Um käufliches Anthracen, sowie green grease etc. auf
seinen Gehalt an reinem Anthracen zu untersuchen und seinen Werth zu bestimmen, hat
sich die folgende Methode bewährt. Zunächst mache man eine Schmelzpunktbestimmung
des fraglichen Productes, wodurch man einen gewissen Anhalt für seine Beurtheilung
gewinnt. Zur Untersuchung nimmt man dann 5 bis 10 Grm., legt dieselben sorgfältig in
Filtrirpapier und zwischen dicke Lagen von demselben und bringt dieses dann in eine
Presse zwischen zwei vorher erwärmte Platten. Nachdem genügend gepreßt ist, wiegt
man das zwischen den Filtern zurückgebliebene Anthracen. Dann kocht man es mit einer
bestimmten (immer gleichen) Menge Alkohol aus, läßt es erkalten und filtrirt nach
dem Erkalten, wäscht den Rückstand mit kaltem Alkohol nach, trocknet ihn und
bestimmt ihn als reines Anthracen. Zur Controlle macht man noch eine
Schmelzpunktbestimmung des so gereinigten Productes und wird bei derselben
gewöhnlich 210° finden. Bei einiger Uebung liefert diese Methode sehr gute
Vergleichszahlen und ist zur Werthbestimmung, resp. Controlle sehr zu empfehlen.

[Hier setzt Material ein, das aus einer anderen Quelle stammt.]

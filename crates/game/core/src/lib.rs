//! Deterministic turn rules shared by the runtime and the client.
//!
//! `game-core` defines the canonical session state of a single-player
//! roguelike day cycle and exposes pure APIs for advancing it. All turn-flag
//! mutation flows through [`engine::TurnEngine`], and the non-player movement
//! sequence is described by [`pass::EnemyPass`] so that any driver (async task,
//! frame loop, test harness) executes the exact same ordering.
pub mod banner;
pub mod config;
pub mod engine;
pub mod error;
pub mod pass;
pub mod state;

pub use banner::{day_banner, starvation_banner};
pub use config::TurnConfig;
pub use engine::TurnEngine;
pub use error::{TurnError, TurnOperation};
pub use pass::{EnemyPass, PassStep};
pub use state::{SessionState, TurnPhase};
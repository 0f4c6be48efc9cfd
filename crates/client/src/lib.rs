//! Host driver for the scavenger demo.
//!
//! The client owns a [`TurnCoordinator`] and plays the role of the frame loop:
//! it ticks the coordinator at a fixed interval and, whenever it is the
//! player's turn, lets a [`ScriptedPlayer`] walk the board. Reaching the exit
//! starts the next day; running out of food ends the session.
pub mod board;
pub mod config;
pub mod logging;
pub mod player;
pub mod presenter;

mod builder;

pub use builder::ClientBuilder;
pub use config::{BoardConfig, ClientConfig};

use std::time::Duration;

use anyhow::{Context, Result};
use runtime::{TurnCoordinator, TurnPhase};
use tokio::time::MissedTickBehavior;
use tracing::{debug, info};

use crate::board::Board;
use crate::player::{PlayerOutcome, ScriptedPlayer};

/// How a run ended.
#[derive(Clone, Copy, Debug, PartialEq, Eq)]
pub struct RunSummary {
    /// Last day reached.
    pub days: u32,
    /// Food left when the run ended.
    pub food: i32,
    pub starved: bool,
}

pub struct Client {
    coordinator: TurnCoordinator,
    board: Board,
    player: ScriptedPlayer,
    frame_interval: Duration,
    max_levels: Option<u32>,
}

impl Client {
    pub fn builder() -> ClientBuilder {
        ClientBuilder::new()
    }

    /// Plays until the player starves or survives `max_levels` days.
    ///
    /// # Errors
    ///
    /// Returns an error if a collaborator fails or the coordinator rejects a
    /// transition. The session is released either way.
    pub async fn run(mut self) -> Result<RunSummary> {
        let mut frames = tokio::time::interval(self.frame_interval);
        frames.set_missed_tick_behavior(MissedTickBehavior::Delay);

        let day = self
            .coordinator
            .begin_level()
            .await
            .context("Failed to start the first day")?;
        info!(day, "Session started");

        let starved = loop {
            frames.tick().await;
            self.coordinator
                .tick()
                .await
                .context("Turn coordinator failed")?;
            // Enemy hits land on the board during the pass.
            self.sync_food().await?;

            if self.coordinator.phase().await != TurnPhase::PlayerTurn {
                continue;
            }

            let outcome = self.player.take_turn();
            self.sync_food().await?;

            match outcome {
                PlayerOutcome::Moved(_) | PlayerOutcome::Waited => {
                    debug!(?outcome, food = self.board.food(), "Player turn");
                    self.coordinator.end_player_turn().await?;
                }
                PlayerOutcome::ReachedExit => {
                    let day = self.coordinator.level().await;
                    info!(day, food = self.board.food(), "Reached the exit");
                    if self.max_levels.is_some_and(|max| day >= max) {
                        break false;
                    }
                    self.coordinator
                        .begin_level()
                        .await
                        .with_context(|| format!("Failed to start day {}", day + 1))?;
                }
                PlayerOutcome::Starved => {
                    self.coordinator.declare_game_over().await?;
                    break true;
                }
            }
        };

        let summary = RunSummary {
            days: self.coordinator.level().await,
            food: self.board.food(),
            starved,
        };
        info!(
            days = summary.days,
            food = summary.food,
            starved = summary.starved,
            "Session finished"
        );

        self.coordinator.shutdown().await?;
        Ok(summary)
    }

    /// Pushes the board's food total into the session if it changed.
    async fn sync_food(&self) -> Result<()> {
        let food = self.board.food();
        if self.coordinator.player_resource().await != food {
            self.coordinator.set_player_resource(food).await?;
        }
        Ok(())
    }
}
//! Client configuration structures and loaders.
use std::env;
use std::time::Duration;

use game_core::TurnConfig;
use runtime::RuntimeConfig;

/// Configuration required to bootstrap the coordinator and the demo board.
#[derive(Clone, Debug)]
pub struct ClientConfig {
    pub runtime: RuntimeConfig,
    pub board: BoardConfig,
    /// Host driver cycle; the coordinator is ticked once per frame.
    pub frame_interval: Duration,
    /// Stop after this many days survived. `None` plays until starvation.
    pub max_levels: Option<u32>,
    pub session_id: Option<String>,
    pub rng_seed: Option<u64>,
}

impl Default for ClientConfig {
    fn default() -> Self {
        Self {
            runtime: RuntimeConfig::default(),
            board: BoardConfig::default(),
            frame_interval: Duration::from_millis(16),
            max_levels: None,
            session_id: None,
            rng_seed: None,
        }
    }
}

impl ClientConfig {
    /// Construct configuration from process environment variables.
    ///
    /// Environment variables:
    /// - `LEVEL_START_DELAY_MS` - Day banner hold time (default: 2000)
    /// - `TURN_DELAY_MS` - Delay at the start of each enemy pass (default: 100)
    /// - `STARTING_FOOD` - Player food at session start (default: 100)
    /// - `EVENT_BUFFER_SIZE` - Event bus capacity per topic (default: 100)
    /// - `FRAME_INTERVAL_MS` - Host tick interval (default: 16)
    /// - `BOARD_SIZE` - Board width and height in cells (default: 8)
    /// - `ENEMY_MOVE_MS` - Enemy move time cost (default: 100)
    /// - `FOOD_PER_MOVE` - Food spent per player move (default: 1)
    /// - `MAX_LEVELS` - Stop after surviving this many days (default: unlimited)
    /// - `GAME_SESSION_ID` - Session identifier for log files (default: auto-generated)
    /// - `RNG_SEED` - Seed for board generation (default: entropy)
    pub fn from_env() -> Self {
        let mut config = Self::default();
        let mut turn: TurnConfig = config.runtime.turn.clone();

        if let Some(ms) = read_env::<u64>("LEVEL_START_DELAY_MS") {
            turn = turn.with_level_start_delay(Duration::from_millis(ms));
        }
        if let Some(ms) = read_env::<u64>("TURN_DELAY_MS") {
            turn = turn.with_turn_delay(Duration::from_millis(ms));
        }
        if let Some(food) = read_env::<i32>("STARTING_FOOD") {
            turn = turn.with_starting_resource(food);
        }
        config.runtime.turn = turn;

        if let Some(capacity) = read_env::<usize>("EVENT_BUFFER_SIZE") {
            config.runtime.event_buffer_size = capacity.max(1);
        }
        if let Some(ms) = read_env::<u64>("FRAME_INTERVAL_MS") {
            config.frame_interval = Duration::from_millis(ms.max(1));
        }

        if let Some(size) = read_env::<i32>("BOARD_SIZE") {
            config.board.size = size.max(BoardConfig::MIN_SIZE);
        }
        if let Some(ms) = read_env::<u64>("ENEMY_MOVE_MS") {
            config.board.enemy_move_cost = Duration::from_millis(ms);
        }
        if let Some(food) = read_env::<i32>("FOOD_PER_MOVE") {
            config.board.food_per_move = food.max(0);
        }

        config.max_levels = read_env::<u32>("MAX_LEVELS").filter(|&n| n > 0);
        config.session_id = env::var("GAME_SESSION_ID").ok();
        config.rng_seed = read_env::<u64>("RNG_SEED");

        config
    }
}

#[derive(Clone, Debug)]
pub struct BoardConfig {
    pub size: i32,
    pub enemy_move_cost: Duration,
    pub food_per_move: i32,
}

impl BoardConfig {
    pub const MIN_SIZE: i32 = 3;
}

impl Default for BoardConfig {
    fn default() -> Self {
        Self {
            size: 8,
            enemy_move_cost: Duration::from_millis(100),
            food_per_move: 1,
        }
    }
}

fn read_env<T>(key: &str) -> Option<T>
where
    T: std::str::FromStr,
{
    env::var(key).ok()?.parse().ok()
}
use crate::config::TurnConfig;

use super::TurnPhase;

/// Process-wide session data: the current day, the player's food and the
/// turn flags.
///
/// Fields are read-only outside this crate. Every mutation goes through
/// [`crate::TurnEngine`], which checks the transition against the current
/// [`TurnPhase`].
#[derive(Clone, Debug, PartialEq, Eq)]
#[cfg_attr(feature = "serde", derive(serde::Serialize, serde::Deserialize))]
pub struct SessionState {
    pub(crate) level: u32,
    pub(crate) player_resource: i32,
    pub(crate) players_turn: bool,
    pub(crate) enemies_moving: bool,
    pub(crate) setting_up: bool,
    pub(crate) game_over: bool,
    pub(crate) started: bool,
}

impl SessionState {
    /// Creates a fresh session at level 0 with the player to move.
    pub fn new(config: &TurnConfig) -> Self {
        Self {
            level: 0,
            player_resource: config.starting_resource,
            players_turn: true,
            enemies_moving: false,
            setting_up: false,
            game_over: false,
            started: false,
        }
    }

    pub fn level(&self) -> u32 {
        self.level
    }

    pub fn player_resource(&self) -> i32 {
        self.player_resource
    }

    pub fn is_players_turn(&self) -> bool {
        self.players_turn
    }

    pub fn is_enemies_moving(&self) -> bool {
        self.enemies_moving
    }

    pub fn is_setting_up(&self) -> bool {
        self.setting_up
    }

    pub fn is_game_over(&self) -> bool {
        self.game_over
    }

    /// Returns true while the intro of `level` is still pending and the game
    /// is running.
    pub fn is_setting_up_level(&self, level: u32) -> bool {
        !self.game_over && self.setting_up && self.level == level
    }

    /// Derives the current phase from the flags.
    pub fn phase(&self) -> TurnPhase {
        if self.game_over {
            TurnPhase::GameOver
        } else if !self.started {
            TurnPhase::Inactive
        } else if self.setting_up {
            TurnPhase::Setup
        } else if self.enemies_moving {
            TurnPhase::EnemyTurn
        } else if self.players_turn {
            TurnPhase::PlayerTurn
        } else {
            TurnPhase::EnemyTurnPending
        }
    }

    /// Returns true when a tick should start the enemy pass.
    pub fn enemy_pass_due(&self) -> bool {
        self.started
            && !self.game_over
            && !(self.players_turn || self.enemies_moving || self.setting_up)
    }
}

impl Default for SessionState {
    fn default() -> Self {
        Self::new(&TurnConfig::default())
    }
}
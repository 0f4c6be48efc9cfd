//! Logging setup: stderr plus a per-session log file.
use std::path::PathBuf;
use std::time::{SystemTime, UNIX_EPOCH};

use anyhow::{Context, Result};
use tracing_appender::non_blocking::WorkerGuard;
use tracing_subscriber::layer::SubscriberExt;
use tracing_subscriber::util::SubscriberInitExt;

/// Installs the global subscriber.
///
/// The returned guard flushes the file writer on drop; keep it alive for the
/// lifetime of the program.
pub fn setup_logging(session_id: &Option<String>) -> Result<WorkerGuard> {
    let session_id = session_id.clone().unwrap_or_else(|| {
        let timestamp = SystemTime::now()
            .duration_since(UNIX_EPOCH)
            .map(|d| d.as_secs())
            .unwrap_or_default();
        format!("session_{}", timestamp)
    });

    let session_log_dir = log_dir().join(&session_id);
    std::fs::create_dir_all(&session_log_dir)
        .with_context(|| format!("creating log directory {}", session_log_dir.display()))?;

    let file_appender = tracing_appender::rolling::never(&session_log_dir, "scavenger.log");
    let (non_blocking_file, guard) = tracing_appender::non_blocking(file_appender);

    let env_filter = tracing_subscriber::EnvFilter::from_default_env()
        .add_directive(tracing::Level::INFO.into());

    let file_layer = tracing_subscriber::fmt::layer()
        .with_writer(non_blocking_file)
        .with_ansi(false);
    let stderr_layer = tracing_subscriber::fmt::layer()
        .with_writer(std::io::stderr)
        .with_target(false);

    tracing_subscriber::registry()
        .with(env_filter)
        .with(file_layer)
        .with(stderr_layer)
        .try_init()
        .context("installing tracing subscriber")?;

    tracing::info!("Logging initialized: session={}", session_id);
    tracing::info!("Log file: {}/scavenger.log", session_log_dir.display());

    Ok(guard)
}

/// Platform cache directory for logs, e.g. `~/.cache/scavenger/logs` on Linux.
pub fn log_dir() -> PathBuf {
    directories::ProjectDirs::from("", "", "scavenger")
        .map(|dirs| dirs.cache_dir().to_path_buf())
        .unwrap_or_else(|| PathBuf::from("/tmp/scavenger"))
        .join("logs")
}
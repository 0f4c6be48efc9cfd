//! Client builder with dependency injection pattern.
use std::sync::Arc;

use anyhow::{Context, Result};
use runtime::{Presenter, TurnCoordinator};

use crate::board::{Board, BoardBuilder};
use crate::config::ClientConfig;
use crate::player::ScriptedPlayer;
use crate::presenter::ConsolePresenter;
use crate::Client;

/// Builder for constructing a [`Client`].
///
/// Configuration is required. The presenter defaults to a stdout console.
#[derive(Default)]
pub struct ClientBuilder {
    config: Option<ClientConfig>,
    presenter: Option<Arc<dyn Presenter>>,
}

impl ClientBuilder {
    pub fn new() -> Self {
        Self::default()
    }

    pub fn config(mut self, config: ClientConfig) -> Self {
        self.config = Some(config);
        self
    }

    /// Replace the console presenter, e.g. with an in-memory one for tests.
    pub fn presenter(mut self, presenter: Arc<dyn Presenter>) -> Self {
        self.presenter = Some(presenter);
        self
    }

    /// Lays out the board and claims the process-wide turn session.
    ///
    /// # Errors
    ///
    /// Returns an error if no configuration was given or another session is
    /// already live.
    pub fn build(self) -> Result<Client> {
        let config = self
            .config
            .context("Client config is required. Use .config() to set it.")?;
        let presenter = self
            .presenter
            .unwrap_or_else(|| Arc::new(ConsolePresenter::stdout()));

        let board = Board::new(config.board.size, config.runtime.turn.starting_resource);
        let level_builder =
            BoardBuilder::new(board.clone(), config.board.clone(), config.rng_seed);

        let coordinator = TurnCoordinator::builder()
            .config(config.runtime.clone())
            .level_builder(Arc::new(level_builder))
            .presenter(presenter)
            .build()
            .context("Failed to build turn coordinator")?;

        let player = ScriptedPlayer::new(board.clone(), config.board.food_per_move);

        Ok(Client {
            coordinator,
            board,
            player,
            frame_interval: config.frame_interval,
            max_levels: config.max_levels,
        })
    }
}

Es wurde auch Schwefelkohlenstoff zur Reinigung des Anthracens vorgeschlagen, doch
eignet sich derselbe nicht besonders dazu, weil das Anthracen sich zu leicht in
demselben löst. Es lösen in der Kälte:
100 Thle. Alkohol
0,6 Thle. Anthracen
100 „
Benzol
0,9
„ „
100 „
Schwefelkohlenstoff
1,7
„ „
Bei dem Vorstehenden ist vorausgesetzt, daß die Destillation des Theeres nur bis zu
der für die Briquettfabrication gangbaren Consistenz des Peches getrieben werde. Die
Destillate enthalten dann kaum Producte die über das Anthracen hinausgehen. Setzt
man die Destillation des Peches weiter fort, so erhält man Producte die viel feste
Substanz und darunter auch viel Anthracen enthalten, aber es enthalten diese
Producte auch viel höhere Kohlenwasserstoffe, welche sich schwer vom Anthracen
trennen lassen und für die späteren Operationen der Farbstoffbereitung schädlich
sind. Dieß gilt besonders von dem hier auftretenden Chrysen, welches durch seine
Schwerlöslichkeit in Schwefelkohlenstoff von dem Anthracen getrennt werden kann. Da
aber das Pech eines der wesentlichsten Producte der Theerdestillation bildet und zum
größten Theil nur
als weiches Pech verlangt wird, so ist anzunehmen daß man es dauernd nur mit
Anthracen aus den Producten bis zum weichen Pech zu thun haben wird.